Un million de milles nautiques : ce consortium veut prouver que l'hydrogène peut propulser les grands navires

Un million de milles nautiques : ce consortium veut prouver que l'hydrogène peut propulser les grands navires
Source : VTT Research
Avec le projet MiNaMi, industriels et laboratoires visent à développer des piles à hydrogène de plusieurs mégawatts capables d’alimenter des navires pendant un million de milles nautiques et plus de 80 000 heures d’exploitation.

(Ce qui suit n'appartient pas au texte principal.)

use std::{fs, path::Path, process::ExitCode};

use anyhow::Context;
use clap::Parser;
use phishy::cli::{
    commands::{failure_line, run},
    flags::Cli,
};
use tracing_subscriber::{fmt, layer::SubscriberExt, util::SubscriberInitExt, EnvFilter};

#[tokio::main]
async fn main() -> ExitCode {
    let cli = Cli::parse();
    dotenv::dotenv().ok();

    if let Err(err) = init_tracing(&cli) {
        eprintln!("phishy: {:#}", err);
        return ExitCode::FAILURE;
    }

    match run(cli).await {
        Ok(()) => ExitCode::SUCCESS,
        Err(err) => {
            eprintln!("{}", failure_line(&err));
            ExitCode::FAILURE
        }
    }
}

fn init_tracing(cli: &Cli) -> anyhow::Result<()> {
    let level = match cli.verbose {
        0 => "info",
        1 => "debug",
        _ => "trace",
    };

    let filter = EnvFilter::try_from_default_env().unwrap_or_else(|_| EnvFilter::new(level));

    let log_path = Path::new(&cli.log_file);
    if let Some(parent) = log_path.parent().filter(|p| !p.as_os_str().is_empty()) {
        fs::create_dir_all(parent)
            .with_context(|| format!("creating log directory {}", parent.display()))?;
    }
    if let Ok(meta) = fs::metadata(log_path) {
        if meta.len() > 1_000_000 {
            let rotated = log_path.with_extension("log.1");
            let _ = fs::rename(log_path, rotated);
        }
    }
    let file = fs::OpenOptions::new()
        .create(true)
        .append(true)
        .open(log_path)
        .with_context(|| format!("opening log file {}", log_path.display()))?;

    let file_layer = fmt::layer()
        .with_writer(file)
        .with_ansi(false)
        .with_target(false);

    // stdout carries the JSON reports
    let stderr_layer = fmt::layer().with_writer(std::io::stderr).with_target(false);

    tracing_subscriber::registry()
        .with(filter)
        .with(file_layer)
        .with(stderr_layer)
        .try_init()
        .context("installing tracing subscriber")
}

La propulsion hydrogène gagne progressivement du terrain dans la décarbonation du transport maritime. Le projet MiNaMi, acronyme de « Million Nautical Mile Fuel Cell System », vise à concevoir un système de pile à combustible PEM capable de fonctionner sur un million de milles nautiques et quelque 80 000 heures d'exploitation.

Soutenu à hauteur de 7 millions d’euros par la Commission européenne, le projet a été officiellement lancé mi-février à Espoo, en Finlande.
 
Un consortium couvrant toute la chaîne de valeur
Le projet est coordonné par le centre de recherche technique finlandais VTT. Il réunit plusieurs industriels, dont PowerCell Sweden, DFDS, Vaisala, ABB Marine & Ports et Allengra. Des organismes de recherche participent également, comme SINTEF, CERTH et la Fondazione Bruno Kessler.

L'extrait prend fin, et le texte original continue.